◆ **EXERCISE INSTRUCTIONS**
Scan the records beneath this line for the line holding "reconciliation engine consumes." and the line holding "a new working", then transcribe exactly those two and all lines between.

◆ **DATASET EXTRACT**

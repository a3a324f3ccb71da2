//! Collaborator contracts the reconciliation engine consumes.
//!
//! Every mutating call returns the authoritative post-mutation record, freshly
//! reloaded from the source. Callers replace their copy with it and never
//! patch fields by hand.

use async_trait::async_trait;

use crate::error::InventoryError;
use crate::types::{LocalRepo, RemoteRepo, RemoteSet, RepoMeta};

/// Progress callback invoked once per record while an inventory loads.
pub type OnEach<'a, T> = Option<&'a (dyn Fn(&T) + Send + Sync)>;

/// Git working copies on the local filesystem.
#[async_trait]
pub trait LocalInventory: Send + Sync {
    async fn load_all(&self, on_each: OnEach<'_, LocalRepo>)
        -> Result<Vec<LocalRepo>, InventoryError>;

    /// Clone `clone_url` into a new working copy named after `remote`.
    async fn create(&self, remote: &RemoteRepo, clone_url: &str)
        -> Result<LocalRepo, InventoryError>;

    async fn update_name(&self, repo: &LocalRepo, new_name: &str)
        -> Result<LocalRepo, InventoryError>;

    /// Make the working copy's remotes exactly `remotes`.
    async fn update_remotes(&self, repo: &LocalRepo, remotes: &RemoteSet)
        -> Result<LocalRepo, InventoryError>;

    /// Push the current branch to `origin`, setting upstream.
    async fn update_push(&self, repo: &LocalRepo) -> Result<LocalRepo, InventoryError>;

    async fn remove(&self, repo: &LocalRepo) -> Result<(), InventoryError>;
}

/// Repositories on the hosting service owned by the configured owner.
#[async_trait]
pub trait RemoteInventory: Send + Sync {
    async fn load_all(&self, on_each: OnEach<'_, RemoteRepo>)
        -> Result<Vec<RemoteRepo>, InventoryError>;

    /// Create a hosted repository named after `local`.
    async fn create(&self, local: &LocalRepo) -> Result<RemoteRepo, InventoryError>;

    async fn update_name(&self, repo: &RemoteRepo, new_name: &str)
        -> Result<RemoteRepo, InventoryError>;

    async fn update_meta(&self, repo: &RemoteRepo, meta: &RepoMeta)
        -> Result<RemoteRepo, InventoryError>;

    async fn remove(&self, repo: &RemoteRepo) -> Result<(), InventoryError>;
}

◆ **RESULT OF THE TASK**
//! Collaborator contracts the reconciliation engine consumes.
//!
//! Every mutating call returns the authoritative post-mutation record, freshly
//! reloaded from the source. Callers replace their copy with it and never
//! patch fields by hand.

use async_trait::async_trait;

use crate::error::InventoryError;
use crate::types::{LocalRepo, RemoteRepo, RemoteSet, RepoMeta};

/// Progress callback invoked once per record while an inventory loads.
pub type OnEach<'a, T> = Option<&'a (dyn Fn(&T) + Send + Sync)>;

/// Git working copies on the local filesystem.
#[async_trait]
pub trait LocalInventory: Send + Sync {
    async fn load_all(&self, on_each: OnEach<'_, LocalRepo>)
        -> Result<Vec<LocalRepo>, InventoryError>;

    /// Clone `clone_url` into a new working copy named after `remote`.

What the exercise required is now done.